We are acting as counsel for Genomic Health, Inc., a Delaware corporation (the “Company”), in connection with the Registration Statement on Form S-3 relating to the registration under the Securities Act of 1933 (the “Act”) of 10,000,000 shares of common stock, par value $0.0001 per share (the “Common Stock”) of the Company, all of which are authorized but heretofore unissued shares to be offered and sold by the Company (the “Shares”). Such Registration Statement, as amended, and including any registration statement related thereto and filed pursuant to Rule 462(b) under the Act (a”Rule 462(b) registration statement”), is herein referred to as the “Registration Statement.”

 

We have reviewed and are familiar with such documents, corporate proceedings and other matters as we have considered relevant or necessary as a basis for the opinions expressed in this letter.
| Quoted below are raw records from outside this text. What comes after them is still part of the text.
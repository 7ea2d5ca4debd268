//! Configuration and CLI argument handling

use clap::Parser;

use crate::state::CountdownEngine;

/// CLI argument parsing structure
#[derive(Parser, Debug)]
#[command(name = "count-down")]
#[command(about = "A single countdown timer with a local HTTP control surface")]
#[command(version)]
pub struct Config {
    /// Port to bind the server to
    #[arg(short, long, default_value = "20554")]
    pub port: u16,

    /// Host address to bind to
    #[arg(long, default_value = "127.0.0.1")]
    pub host: String,

    /// Initial hours (clamped to 0-23)
    #[arg(long, default_value = "0", allow_negative_numbers = true)]
    pub hours: i64,

    /// Initial minutes (clamped to 0-60)
    #[arg(short, long, default_value = "0", allow_negative_numbers = true)]
    pub minutes: i64,

    /// Initial seconds (clamped to 0-60)
    #[arg(short, long, default_value = "0", allow_negative_numbers = true)]
    pub seconds: i64,

    /// Start counting down as soon as the server is up
    #[arg(long)]
    pub start: bool,

    /// Do not schedule the backup deadline alarm
    #[arg(long)]
    pub no_alarm: bool,

    /// Offer "Stop" and "+1 min" buttons on the notification
    #[arg(long)]
    pub notify_actions: bool,

    /// Log expiries instead of showing desktop notifications
    #[arg(long)]
    pub log_only: bool,

    /// Enable verbose logging
    #[arg(short, long)]
    pub verbose: bool,
}

impl Config {
    /// Parse configuration from command line arguments
    pub fn parse() -> Self {
        Parser::parse()
    }

    /// Get the server address as a formatted string
    pub fn address(&self) -> String {
        format!("{}:{}", self.host, self.port)
    }

    /// Get the appropriate log level based on verbose flag
    pub fn log_level(&self) -> &'static str {
        if self.verbose { "debug" } else { "info" }
    }

    /// Build an idle engine holding the preset duration
    pub fn initial_engine(&self) -> CountdownEngine {
        let mut engine = CountdownEngine::new();
        engine.set_hours(self.hours);
        engine.set_minutes(self.minutes);
        engine.set_seconds(self.seconds);
        engine
    }
}
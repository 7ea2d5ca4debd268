//! Duration fields, their ranges and the millisecond projection
//!
//! Editing is permissive: out-of-range numbers clamp to the nearest bound and
//! text that is empty or not all digits counts as zero. Nothing here fails.

use std::fmt;

use serde::{Deserialize, Serialize};

/// Milliseconds in one second
pub const MILLIS_PER_SECOND: u64 = 1000;

/// One of the three editable duration fields
#[derive(Debug, Clone, Copy, PartialEq, Eq, Hash, Serialize, Deserialize)]
#[serde(rename_all = "lowercase")]
pub enum TimeField {
    Hours,
    Minutes,
    Seconds,
}

impl TimeField {
    /// Parse a field name as used in request paths
    pub fn from_name(name: &str) -> Option<Self> {
        match name {
            "hours" => Some(Self::Hours),
            "minutes" => Some(Self::Minutes),
            "seconds" => Some(Self::Seconds),
            _ => None,
        }
    }

    pub fn name(&self) -> &'static str {
        match self {
            Self::Hours => "hours",
            Self::Minutes => "minutes",
            Self::Seconds => "seconds",
        }
    }

    /// Inclusive `(lower, upper)` bounds accepted by this field
    pub fn range(&self) -> (u64, u64) {
        match self {
            Self::Hours => (0, 23),
            // Minutes and seconds accept 60, matching the up/down controls.
            Self::Minutes | Self::Seconds => (0, 60),
        }
    }

    /// Clamp an arbitrary number into the field range without wrapping
    pub fn clamp(&self, value: i64) -> u64 {
        let (lower, upper) = self.range();
        if value < lower as i64 {
            lower
        } else if value > upper as i64 {
            upper
        } else {
            value as u64
        }
    }

    /// Interpret raw text typed into the field.
    ///
    /// Empty or non-digit text is zero. A digit string too large for `i64`
    /// is treated as above the range and clamps to the upper bound.
    pub fn parse_input(&self, text: &str) -> u64 {
        let text = text.trim();
        if text.is_empty() || !text.bytes().all(|b| b.is_ascii_digit()) {
            return self.clamp(0);
        }
        match text.parse::<i64>() {
            Ok(value) => self.clamp(value),
            Err(_) => self.range().1,
        }
    }
}

impl fmt::Display for TimeField {
    fn fmt(&self, f: &mut fmt::Formatter<'_>) -> fmt::Result {
        f.write_str(self.name())
    }
}

/// Raw input for a duration field, either a number or text from an input box
#[derive(Debug, Clone, PartialEq, Eq, Serialize, Deserialize)]
#[serde(untagged)]
pub enum FieldInput {
    Number(i64),
    Text(String),
}

impl FieldInput {
    /// Resolve the input to a valid value for `field`
    pub fn resolve(&self, field: TimeField) -> u64 {
        match self {
            Self::Number(value) => field.clamp(*value),
            Self::Text(text) => field.parse_input(text),
        }
    }
}

/// The user-specified hours/minutes/seconds
#[derive(Debug, Clone, Copy, Default, PartialEq, Eq, Serialize, Deserialize)]
pub struct TimerDuration {
    pub hours: u64,
    pub minutes: u64,
    pub seconds: u64,
}

impl TimerDuration {
    /// Largest duration reachable by normalising into valid fields: 23:59:59
    pub const MAX_NORMALIZED_MS: u64 = MILLIS_PER_SECOND * (23 * 3600 + 59 * 60 + 59);

    pub fn new(hours: u64, minutes: u64, seconds: u64) -> Self {
        Self { hours, minutes, seconds }
    }

    pub fn get(&self, field: TimeField) -> u64 {
        match field {
            TimeField::Hours => self.hours,
            TimeField::Minutes => self.minutes,
            TimeField::Seconds => self.seconds,
        }
    }

    pub fn set(&mut self, field: TimeField, value: u64) {
        match field {
            TimeField::Hours => self.hours = value,
            TimeField::Minutes => self.minutes = value,
            TimeField::Seconds => self.seconds = value,
        }
    }

    /// Total length in milliseconds: `1000 * (h*3600 + m*60 + s)`
    pub fn total_millis(&self) -> u64 {
        MILLIS_PER_SECOND * (self.hours * 3600 + self.minutes * 60 + self.seconds)
    }

    /// Normalised fields for `ms`, saturating at 23:59:59
    pub fn from_millis_saturating(ms: u64) -> Self {
        let remaining = RemainingTime::from_millis(ms.min(Self::MAX_NORMALIZED_MS));
        Self::new(remaining.hours, remaining.minutes, remaining.seconds)
    }

    pub fn is_zero(&self) -> bool {
        self.total_millis() == 0
    }
}

impl fmt::Display for TimerDuration {
    fn fmt(&self, f: &mut fmt::Formatter<'_>) -> fmt::Result {
        write!(f, "{:02}:{:02}:{:02}", self.hours, self.minutes, self.seconds)
    }
}

/// Display projection of milliseconds left. Sub-second remainders are dropped.
#[derive(Debug, Clone, Copy, Default, PartialEq, Eq, Serialize, Deserialize)]
pub struct RemainingTime {
    pub hours: u64,
    pub minutes: u64,
    pub seconds: u64,
}

impl RemainingTime {
    pub fn from_millis(ms: u64) -> Self {
        let total_seconds = ms / MILLIS_PER_SECOND;
        Self {
            hours: total_seconds / 3600,
            minutes: (total_seconds % 3600) / 60,
            seconds: (total_seconds % 3600) % 60,
        }
    }
}

#[cfg(test)]
mod tests {
    use super::*;
    use proptest::prelude::*;

    #[test]
    fn test_clamp_bounds() {
        assert_eq!(TimeField::Hours.clamp(-1), 0);
        assert_eq!(TimeField::Hours.clamp(24), 23);
        assert_eq!(TimeField::Minutes.clamp(61), 60);
        assert_eq!(TimeField::Seconds.clamp(60), 60);
        assert_eq!(TimeField::Seconds.clamp(i64::MIN), 0);
    }

    #[test]
    fn test_parse_input_is_permissive() {
        assert_eq!(TimeField::Minutes.parse_input(""), 0);
        assert_eq!(TimeField::Minutes.parse_input("abc"), 0);
        assert_eq!(TimeField::Minutes.parse_input("-5"), 0);
        assert_eq!(TimeField::Minutes.parse_input("1a"), 0);
        assert_eq!(TimeField::Minutes.parse_input("42"), 42);
        assert_eq!(TimeField::Minutes.parse_input("99"), 60);
        assert_eq!(TimeField::Hours.parse_input("99999999999999999999999"), 23);
    }

    #[test]
    fn test_field_input_untagged() {
        let number: FieldInput = serde_json::from_str("7").unwrap();
        let text: FieldInput = serde_json::from_str("\"7\"").unwrap();
        assert_eq!(number.resolve(TimeField::Seconds), 7);
        assert_eq!(text.resolve(TimeField::Seconds), 7);
    }

    #[test]
    fn test_total_millis() {
        assert_eq!(TimerDuration::new(0, 1, 30).total_millis(), 90_000);
        assert_eq!(TimerDuration::new(23, 60, 60).total_millis(), 87_660_000);
    }

    #[test]
    fn test_from_millis_saturating() {
        assert_eq!(TimerDuration::from_millis_saturating(150_000), TimerDuration::new(0, 2, 30));
        assert_eq!(
            TimerDuration::from_millis_saturating(u64::MAX),
            TimerDuration::new(23, 59, 59)
        );
    }

    #[test]
    fn test_display() {
        assert_eq!(TimerDuration::new(1, 2, 3).to_string(), "01:02:03");
    }

    proptest! {
        #[test]
        fn prop_in_range_values_are_kept(n in 0i64..=60) {
            prop_assert_eq!(TimeField::Minutes.clamp(n), n as u64);
            prop_assert_eq!(TimeField::Seconds.clamp(n), n as u64);
        }

        #[test]
        fn prop_out_of_range_values_clamp(n in any::<i64>()) {
            let hours = TimeField::Hours.clamp(n);
            if n < 0 {
                prop_assert_eq!(hours, 0);
            } else if n > 23 {
                prop_assert_eq!(hours, 23);
            } else {
                prop_assert_eq!(hours, n as u64);
            }
        }

        #[test]
        fn prop_total_millis_formula(h in 0u64..=23, m in 0u64..=60, s in 0u64..=60) {
            let duration = TimerDuration::new(h, m, s);
            prop_assert_eq!(duration.total_millis(), 1000 * (h * 3600 + m * 60 + s));
        }

        // 60 is a valid input but normalises on the way back (0:60 -> 1:00).
        #[test]
        fn prop_projection_inverts_total(h in 0u64..=23, m in 0u64..60, s in 0u64..60) {
            let remaining = RemainingTime::from_millis(TimerDuration::new(h, m, s).total_millis());
            prop_assert_eq!(remaining, RemainingTime { hours: h, minutes: m, seconds: s });
        }
    }
}
//! Main application state management

use std::{
    sync::Mutex,
    time::Instant,
};
use chrono::{DateTime, Utc};
use tracing::warn;

use super::RemainingTime;
use crate::tasks::countdown::EngineHandle;

/// State shared with every HTTP handler
#[derive(Debug)]
pub struct AppState {
    /// Client of the countdown task
    pub engine: EngineHandle,
    /// Server metadata
    pub start_time: Instant,
    pub port: u16,
    pub host: String,
    /// Last action tracking
    pub last_action: Mutex<Option<String>>,
    pub last_action_time: Mutex<Option<DateTime<Utc>>>,
}

impl AppState {
    /// Create a new AppState around a running countdown task
    pub fn new(engine: EngineHandle, port: u16, host: String) -> Self {
        Self {
            engine,
            start_time: Instant::now(),
            port,
            host,
            last_action: Mutex::new(None),
            last_action_time: Mutex::new(None),
        }
    }

    /// Remember the most recent user action
    pub fn record_action(&self, action: &str) {
        match self.last_action.lock() {
            Ok(mut last_action) => *last_action = Some(action.to_string()),
            Err(e) => warn!("Failed to lock last action: {}", e),
        }
        match self.last_action_time.lock() {
            Ok(mut last_time) => *last_time = Some(Utc::now()),
            Err(e) => warn!("Failed to lock last action time: {}", e),
        }
    }

    /// Calculate server uptime as a formatted string
    pub fn get_uptime(&self) -> String {
        format_uptime(self.start_time.elapsed().as_millis() as u64)
    }

    /// Get last action information
    pub fn get_last_action(&self) -> (Option<String>, Option<DateTime<Utc>>) {
        let last_action = self.last_action.lock().ok().and_then(|a| a.clone());
        let last_action_time = self.last_action_time.lock().ok().and_then(|t| *t);
        (last_action, last_action_time)
    }
}

fn format_uptime(elapsed_ms: u64) -> String {
    let RemainingTime { hours, minutes, seconds } = RemainingTime::from_millis(elapsed_ms);

    if hours > 0 {
        format!("{}h {}m {}s", hours, minutes, seconds)
    } else if minutes > 0 {
        format!("{}m {}s", minutes, seconds)
    } else {
        format!("{}s", seconds)
    }
}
On the basis of the foregoing and the assumptions set forth below, and subject to the other qualifications and limitations set forth herein, we are of the opinion that when the Board of Directors of the Company or a duly authorized committee of such Board (such Board of Directors or committee, the “Board”) has taken all necessary corporate action to approve the issuance and establish the terms of the offering of the Shares and related matters and when the Shares have been issued and sold by the Company in the manner contemplated by the Registration Statement and in accordance with such action of the Board, the Shares (including any Shares registered pursuant to a Rule 462(b) registration statement) will be validly issued, fully paid and nonassessable.

 

We have assumed that (a) at or prior to the time of the delivery of any of the Shares, the Registration Statement will be effective under the Act and a Prospectus Supplement to the Prospectus forming a part of the Registration Statement relating to the offer and sale of such Shares will have been prepared and filed with the Securities and Exchange Commission pursuant to Rule 424(b) under the Act, (b) at or prior to the time of the delivery of any of the Shares, the Company has a sufficient number of authorized but unissued shares of Common Stock under the Certificate of Incorporation of the Company at the time of such delivery, and (c) the Board shall not have rescinded or otherwise modified the authorization of the Shares.

 

The opinions set forth in this letter are limited to the General Corporation Law of the State of Delaware, as in effect on the date hereof.

 

We hereby consent to the filing of this opinion letter as Exhibit 5.1 to the Registration Statement and to the use of our name under the caption “Legal Matters” in the Registration Statement and in the Prospectus forming a part thereof and any supplement thereto. In giving this consent, we do not thereby admit that we are within the category of persons whose consent is required under Section 7 of the Act or the rules and regulations of the Commission promulgated thereunder.